(des) antojo de ciencia
Juan Nepote – Edición 504

A nosotros cada vez se nos antoja menos la ciencia. Los resultados más recientes de ingreso a la Universidad de Guadalajara evidencian un alarmante descenso en el interés por las humanidades y las ciencias
El Diccionario de la Real Academia Española cerciora que un antojo es aquel “Deseo apremiante y pasajero, habitualmente caprichoso”. Sin embargo, y a pesar de esa supuesta condición de fugacidad y fragilidad que la filología les asigna, los antojos son invencibles, casi inevitables —hay estudios clínicos que confirman que 90 por ciento de la población es víctima constante de algún antojo— y han tenido una influencia determinante en nuestra historia colectiva: desde el hipotético origen de la mítica Guerra de Troya a causa del antojo del príncipe Paris, “el de la hermosa figura”, por huir con Helena, “la más hermosa de todas las mujeres” y esposa del rey Menelao (que entre otras consecuencias tuvo la creación de La Ilíada de Homero, uno de los pilares de la literatura occidental), hasta la fortuita llegada de Cristóbal Colón a este lugar del planeta (que, seguramente, ya había sido descubierto antes, pero se mantuvo más o menos desconocido para el resto del mundo), que transformó los mapas, las economías y las sociedades, aventura marítima que inició por un antojo específico: llegar lo más rápidamente posible a Asia para conseguir suficientes y variadas especias que hicieran más antojables los alimentos.
Y es que “el mundo es una enorme cocina, y nuestras cocinas pequeños universos donde todo el tiempo ocurren las más variadas reacciones químicas, físicas y biológicas”, nos han enseñado Diego Golombek y Pablo Schwarzbaum en El nuevo cocinero científico. Cuando la ciencia se mete en la cocina,y quizá por ello, nosotros en México, experimentadores empíricos, hemos hecho de los antojos toda una galaxia de diversidad y riqueza, que desde noviembre de 2010 ha sido nombrada Patrimonio Cultural Inmaterial de la Humanidad por la UNESCO: tamales, pambazos, el chivo tapeado, las tlayudas, la sopa de milpa, las tortas ahogadas, la butifarra, los tlacoyos, los sopes y las tostadas, antojitos mexicanos que son generosas fuentes de carbohidratos y nos proveen proteínas de calidad, fibra, vitaminas y minerales esenciales, antioxidantes para combatir los radicales libres.

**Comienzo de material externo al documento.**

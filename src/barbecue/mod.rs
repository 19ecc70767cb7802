pub mod config;
pub mod grill;
pub mod ordered;
pub mod participant;
pub mod simulation;
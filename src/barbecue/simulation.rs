use log::{debug, info};
use std::sync::Arc;
use std::thread;

use super::config::BbqConfig;
use super::grill::{Barbecue, GrillAction, GrillEvent, ParticipantId};
use super::ordered::OrderedGrill;
use super::participant::{Participant, Role};

/// Outcome of a finished barbecue
#[derive(Debug)]
pub struct BbqReport {
    pub turns_taken: usize,
    pub collisions: u64,
    pub history: Vec<GrillAction>,
}

/// Runs one barbecue: every participant gets its own thread, all of them
/// share one grill, and the rotation goes around for the configured number
/// of rounds.
pub struct BbqSimulation {
    config: BbqConfig,
    grill: Arc<dyn Barbecue>,
    participants: Vec<Participant>,
}

impl BbqSimulation {
    /// Build a simulation around an [`OrderedGrill`]
    pub fn new(config: BbqConfig) -> Result<Self, String> {
        let rotation = Self::rotation_ids(config.guest_count);
        let grill = Arc::new(OrderedGrill::new(rotation[0].clone()));
        Self::with_grill(config, grill)
    }

    /// Build a simulation around any grill implementation. The grill must
    /// already have the chef designated as first in line.
    pub fn with_grill(config: BbqConfig, grill: Arc<dyn Barbecue>) -> Result<Self, String> {
        config.validate()?;

        let rotation = Self::rotation_ids(config.guest_count);
        let mut participants = Vec::with_capacity(rotation.len());
        for (index, id) in rotation.iter().enumerate() {
            let role = if index == 0 { Role::Chef } else { Role::Guest };
            let successor = rotation[(index + 1) % rotation.len()].clone();
            participants.push(Participant::new(
                id.clone(),
                role,
                successor,
                config.turn_duration_mean_ms,
                config.turn_duration_std_dev_ms,
                config.random_seed.wrapping_add(index as u64),
            )?);
        }

        Ok(Self {
            config,
            grill,
            participants,
        })
    }

    /// The participant ids in turn order: the chef first, then the guests
    pub fn rotation(&self) -> Vec<ParticipantId> {
        self.participants.iter().map(|p| p.id.clone()).collect()
    }

    fn rotation_ids(guest_count: usize) -> Vec<ParticipantId> {
        let mut ids = vec!["chef".to_string()];
        for n in 1..=guest_count {
            ids.push(format!("guest-{}", n));
        }
        ids
    }

    /// Run the barbecue to completion and report what happened at the grill
    pub fn run(self) -> Result<BbqReport, String> {
        let rounds = self.config.rounds;
        info!(
            "Barbecue starting: {} participants, {} rounds",
            self.participants.len(),
            rounds
        );

        let mut handles = Vec::with_capacity(self.participants.len());
        for mut participant in self.participants {
            let grill = Arc::clone(&self.grill);
            let handle = thread::Builder::new()
                .name(participant.id.clone())
                .spawn(move || {
                    for round in 0..rounds {
                        debug!("{} starting round {}", participant.id, round + 1);
                        participant.take_turn(grill.as_ref());
                    }
                })
                .map_err(|e| format!("Failed to spawn participant thread: {}", e))?;
            handles.push(handle);
        }

        for handle in handles {
            handle
                .join()
                .map_err(|_| "Participant thread panicked".to_string())?;
        }

        let history = self.grill.history();
        let turns_taken = history
            .iter()
            .filter(|a| a.event == GrillEvent::Approached)
            .count();
        let collisions = self.grill.collision_count();
        info!(
            "Barbecue finished: {} turns, {} collisions",
            turns_taken, collisions
        );

        Ok(BbqReport {
            turns_taken,
            collisions,
            history,
        })
    }
}

#[cfg(test)]
mod tests {
    use super::*;

    #[test]
    fn test_rotation_starts_with_chef() {
        let sim = BbqSimulation::new(BbqConfig::default().with_guest_count(2)).unwrap();
        assert_eq!(
            sim.rotation(),
            vec![
                "chef".to_string(),
                "guest-1".to_string(),
                "guest-2".to_string(),
            ]
        );
    }

    #[test]
    fn test_invalid_config_is_rejected() {
        let result = BbqSimulation::new(BbqConfig::default().with_rounds(0));
        assert!(result.is_err());
    }
}
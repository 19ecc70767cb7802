use log::{info, warn};
use rayon::prelude::*;
use uuid::Uuid;

use super::error::TransportError;
use super::location::{LocationId, RouteMap};
use super::transporter::Transporter;

/// A delivery request against the fleet
#[derive(Debug, Clone)]
pub struct DeliveryOrder {
    pub id: Uuid,
    pub destination: LocationId,
    pub load_weight: u32,
    pub volume_litres: u32,
}

impl DeliveryOrder {
    pub fn new(destination: impl Into<LocationId>, load_weight: u32, volume_litres: u32) -> Self {
        Self {
            id: Uuid::new_v4(),
            destination: destination.into(),
            load_weight,
            volume_litres,
        }
    }
}

/// What one transporter would charge for a destination, or why it cannot go
#[derive(Debug)]
pub struct DeliveryEstimate {
    pub transporter: String,
    pub outcome: Result<f64, TransportError>,
}

/// Receipt for a dispatched delivery
#[derive(Debug)]
pub struct DispatchReceipt {
    pub order_id: Uuid,
    pub transporter: String,
    pub cost: f64,
}

/// The available transporters, dispatched cheapest-first
#[derive(Default)]
pub struct Fleet {
    transporters: Vec<Box<dyn Transporter>>,
}

impl Fleet {
    pub fn new() -> Self {
        Self::default()
    }

    pub fn add(&mut self, transporter: Box<dyn Transporter>) {
        self.transporters.push(transporter);
    }

    pub fn len(&self) -> usize {
        self.transporters.len()
    }

    pub fn is_empty(&self) -> bool {
        self.transporters.is_empty()
    }

    /// Quote the whole fleet against one destination, in parallel
    pub fn estimate(&self, map: &RouteMap, destination: &LocationId) -> Vec<DeliveryEstimate> {
        self.transporters
            .par_iter()
            .map(|transporter| DeliveryEstimate {
                transporter: transporter.name().to_string(),
                outcome: transporter.route_cost(destination, map),
            })
            .collect()
    }

    /// Send the cheapest transporter that can carry the order and reach the
    /// destination. Transporters that fail their own preconditions are
    /// skipped, not reported.
    pub fn dispatch(
        &mut self,
        map: &RouteMap,
        order: &DeliveryOrder,
    ) -> Result<DispatchReceipt, TransportError> {
        let mut best: Option<(usize, f64)> = None;
        for (index, transporter) in self.transporters.iter().enumerate() {
            if transporter.max_load_weight() < order.load_weight
                || transporter.tank_capacity_litres() < order.volume_litres
            {
                continue;
            }
            match transporter.route_cost(&order.destination, map) {
                Ok(cost) => {
                    if best.map_or(true, |(_, c)| cost < c) {
                        best = Some((index, cost));
                    }
                }
                Err(e) => warn!("{} skipped for order {}: {}", transporter.name(), order.id, e),
            }
        }

        let Some((index, _)) = best else {
            return Err(TransportError::NoTransporterAvailable {
                destination: order.destination.clone(),
                load_weight: order.load_weight,
            });
        };

        let transporter = &mut self.transporters[index];
        let cost = transporter.go_to(&order.destination, map)?;
        info!(
            "Order {} delivered by {} for {:.2}",
            order.id,
            transporter.name(),
            cost
        );

        Ok(DispatchReceipt {
            order_id: order.id,
            transporter: transporter.name().to_string(),
            cost,
        })
    }
}

#[cfg(test)]
mod tests {
    use super::*;
    use crate::transport::location::Location;
    use crate::transport::transporter::{LiquidCargoTransporter, TankTruck};

    fn harbor_map() -> RouteMap {
        let mut map = RouteMap::new();
        map.add_location(Location::new("depot", 0.0, 0.0));
        map.add_location(Location::new("venue", 30.0, 40.0));
        map.add_location(Location::new("island", 60.0, 80.0));
        map.add_overland_route("depot", "venue").unwrap();
        map
    }

    fn mixed_fleet() -> Fleet {
        let mut fleet = Fleet::new();
        fleet.add(Box::new(TankTruck::new("truck-1", 5000, 2, 10000, "depot")));
        fleet.add(Box::new(LiquidCargoTransporter::new(
            "barge", 8000, 3, 20000, "depot",
        )));
        fleet
    }

    #[test]
    fn test_estimate_covers_every_transporter() {
        let map = harbor_map();
        let fleet = mixed_fleet();
        let estimates = fleet.estimate(&map, &"island".to_string());
        assert_eq!(estimates.len(), 2);

        let truck = estimates.iter().find(|e| e.transporter == "truck-1").unwrap();
        assert!(truck.outcome.is_err());
        let barge = estimates.iter().find(|e| e.transporter == "barge").unwrap();
        assert!(barge.outcome.is_ok());
    }

    #[test]
    fn test_dispatch_picks_cheapest_capable_transporter() {
        let map = harbor_map();
        let mut fleet = mixed_fleet();
        // Both can reach the venue, the truck is cheaper per kilometre
        let receipt = fleet
            .dispatch(&map, &DeliveryOrder::new("venue", 1000, 2000))
            .unwrap();
        assert_eq!(receipt.transporter, "truck-1");
        assert_eq!(receipt.cost, 100.0);
    }

    #[test]
    fn test_dispatch_falls_back_to_barge_for_offshore_orders() {
        let map = harbor_map();
        let mut fleet = mixed_fleet();
        let receipt = fleet
            .dispatch(&map, &DeliveryOrder::new("island", 1000, 2000))
            .unwrap();
        assert_eq!(receipt.transporter, "barge");
    }

    #[test]
    fn test_dispatch_fails_when_nobody_can_deliver() {
        let map = harbor_map();
        let mut fleet = mixed_fleet();
        let result = fleet.dispatch(&map, &DeliveryOrder::new("venue", 50000, 2000));
        assert!(matches!(
            result,
            Err(TransportError::NoTransporterAvailable { .. })
        ));
    }
}
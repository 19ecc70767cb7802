use std::cmp::Ordering;
use std::collections::{BinaryHeap, HashMap, HashSet};

pub type LocationId = String;

/// A named point on the map, with planar coordinates in kilometres
#[derive(Debug, Clone)]
pub struct Location {
    pub id: LocationId,
    pub x_km: f64,
    pub y_km: f64,
}

impl Location {
    pub fn new(id: impl Into<LocationId>, x_km: f64, y_km: f64) -> Self {
        Self {
            id: id.into(),
            x_km,
            y_km,
        }
    }

    /// Straight-line distance to another location, in kilometres
    pub fn distance_to(&self, other: &Location) -> f64 {
        let dx = self.x_km - other.x_km;
        let dy = self.y_km - other.y_km;
        (dx * dx + dy * dy).sqrt()
    }
}

/// Frontier entry for the reachability search, ordered by remaining
/// straight-line distance to the goal
#[derive(Debug)]
struct Candidate {
    distance_to_goal: f64,
    location: LocationId,
}

impl PartialEq for Candidate {
    fn eq(&self, other: &Self) -> bool {
        self.cmp(other) == Ordering::Equal
    }
}

impl Eq for Candidate {}

impl PartialOrd for Candidate {
    fn partial_cmp(&self, other: &Self) -> Option<Ordering> {
        Some(self.cmp(other))
    }
}

impl Ord for Candidate {
    fn cmp(&self, other: &Self) -> Ordering {
        // Reverse ordering for min-heap (BinaryHeap is max-heap by default)
        other.distance_to_goal.total_cmp(&self.distance_to_goal)
    }
}

/// Registry of locations plus the overland road links between them
#[derive(Debug, Default)]
pub struct RouteMap {
    locations: HashMap<LocationId, Location>,
    overland: HashMap<LocationId, Vec<LocationId>>,
}

impl RouteMap {
    pub fn new() -> Self {
        Self::default()
    }

    pub fn add_location(&mut self, location: Location) {
        self.locations.insert(location.id.clone(), location);
    }

    /// Register an overland road between two known locations (both directions)
    pub fn add_overland_route(&mut self, a: &str, b: &str) -> Result<(), String> {
        if !self.locations.contains_key(a) {
            return Err(format!("Location '{}' not found", a));
        }
        if !self.locations.contains_key(b) {
            return Err(format!("Location '{}' not found", b));
        }

        self.overland
            .entry(a.to_string())
            .or_default()
            .push(b.to_string());
        self.overland
            .entry(b.to_string())
            .or_default()
            .push(a.to_string());

        Ok(())
    }

    pub fn location(&self, id: &str) -> Option<&Location> {
        self.locations.get(id)
    }

    pub fn contains(&self, id: &str) -> bool {
        self.locations.contains_key(id)
    }

    /// Whether a road route exists between the two locations. Greedy
    /// best-first search: the frontier is a min-heap keyed on straight-line
    /// distance to the goal, already-seen locations are skipped.
    pub fn reachable_overland(&self, from: &str, to: &str) -> bool {
        let (Some(start), Some(goal)) = (self.locations.get(from), self.locations.get(to)) else {
            return false;
        };
        if from == to {
            return true;
        }

        let mut visited = HashSet::new();
        let mut frontier = BinaryHeap::new();
        visited.insert(from.to_string());
        frontier.push(Candidate {
            distance_to_goal: start.distance_to(goal),
            location: from.to_string(),
        });

        while let Some(candidate) = frontier.pop() {
            if candidate.location == to {
                return true;
            }
            for next in self.overland.get(&candidate.location).into_iter().flatten() {
                if visited.insert(next.clone()) {
                    if let Some(location) = self.locations.get(next) {
                        frontier.push(Candidate {
                            distance_to_goal: location.distance_to(goal),
                            location: next.clone(),
                        });
                    }
                }
            }
        }

        false
    }
}

#[cfg(test)]
mod tests {
    use super::*;

    fn triangle_map() -> RouteMap {
        let mut map = RouteMap::new();
        map.add_location(Location::new("depot", 0.0, 0.0));
        map.add_location(Location::new("town", 30.0, 40.0));
        map.add_location(Location::new("farm", 10.0, 0.0));
        map.add_location(Location::new("island", 100.0, 100.0));
        map.add_overland_route("depot", "farm").unwrap();
        map.add_overland_route("farm", "town").unwrap();
        map
    }

    #[test]
    fn test_distance_is_straight_line() {
        let a = Location::new("a", 0.0, 0.0);
        let b = Location::new("b", 30.0, 40.0);
        assert_eq!(a.distance_to(&b), 50.0);
    }

    #[test]
    fn test_route_requires_known_locations() {
        let mut map = RouteMap::new();
        map.add_location(Location::new("depot", 0.0, 0.0));
        assert!(map.add_overland_route("depot", "atlantis").is_err());
    }

    #[test]
    fn test_directly_connected_locations_are_reachable() {
        let map = triangle_map();
        assert!(map.reachable_overland("depot", "farm"));
        assert!(map.reachable_overland("farm", "depot"));
    }

    #[test]
    fn test_reachability_is_transitive() {
        let map = triangle_map();
        assert!(map.reachable_overland("depot", "town"));
    }

    #[test]
    fn test_disconnected_location_is_unreachable() {
        let map = triangle_map();
        assert!(!map.reachable_overland("depot", "island"));
    }

    #[test]
    fn test_location_is_reachable_from_itself() {
        let map = triangle_map();
        assert!(map.reachable_overland("island", "island"));
    }

    #[test]
    fn test_unknown_locations_are_unreachable() {
        let map = triangle_map();
        assert!(!map.reachable_overland("depot", "atlantis"));
        assert!(!map.reachable_overland("atlantis", "depot"));
    }
}
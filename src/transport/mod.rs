pub mod error;
pub mod fleet;
pub mod location;
pub mod transporter;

De manera que nuestros antojos son un asunto de interés para la investigación científica, desde la arqueología hasta las neurociencias, pasando por la gastronomía y la biología evolutiva. Pero a nosotros cada vez se nos antoja menos la ciencia. Los resultados más recientes del proceso de ingreso a la Universidad de Guadalajara evidencian un alarmante descenso en el interés de los jóvenes por las humanidades y las ciencias: de más de 30 mil aspirantes a entrar a la universidad pública de Jalisco, sólo 55 eligieron Filosofía, 32 Sociología, 31 Antropología y apenas ocho Geografía (¡hace menos de 10 años se registraron 250 en Geografía!). En las ciencias básicas hay un desinterés semejante: si comparamos los datos de 2020 con los de 2025, detectamos 20 por ciento menos de inscritos en Biología, 47 por ciento menos en Física y 54 por ciento menos en Matemáticas.
Ante los desafíos de nuestra realidad vertiginosa y desafiante, que oscila entre el florecimiento de las noticias falsas y el refinamiento de poderosas herramientas informáticas —como las inteligencias artificiales—, pasando por el resurgimiento de políticas e ideologías que aplastan los derechos humanos, se antoja combatir el miedo y la falta de imaginación con una conciencia ética como la que hace más de medio siglo nos proponía Frank Oppenheimer: “Si las personas llegan a sentir que comprenden el mundo a su alrededor, o cuando menos, si tienen la convicción de que podrían entenderlo si lo quisieran, entonces y sólo entonces serán capaces de creer que, mediante sus decisiones y acciones, pueden hacer una diferencia. Sin este convencimiento, las personas viven sintiendo que son eternamente empujadas por circunstancias y fuerzas ajenas a ellas mismas”.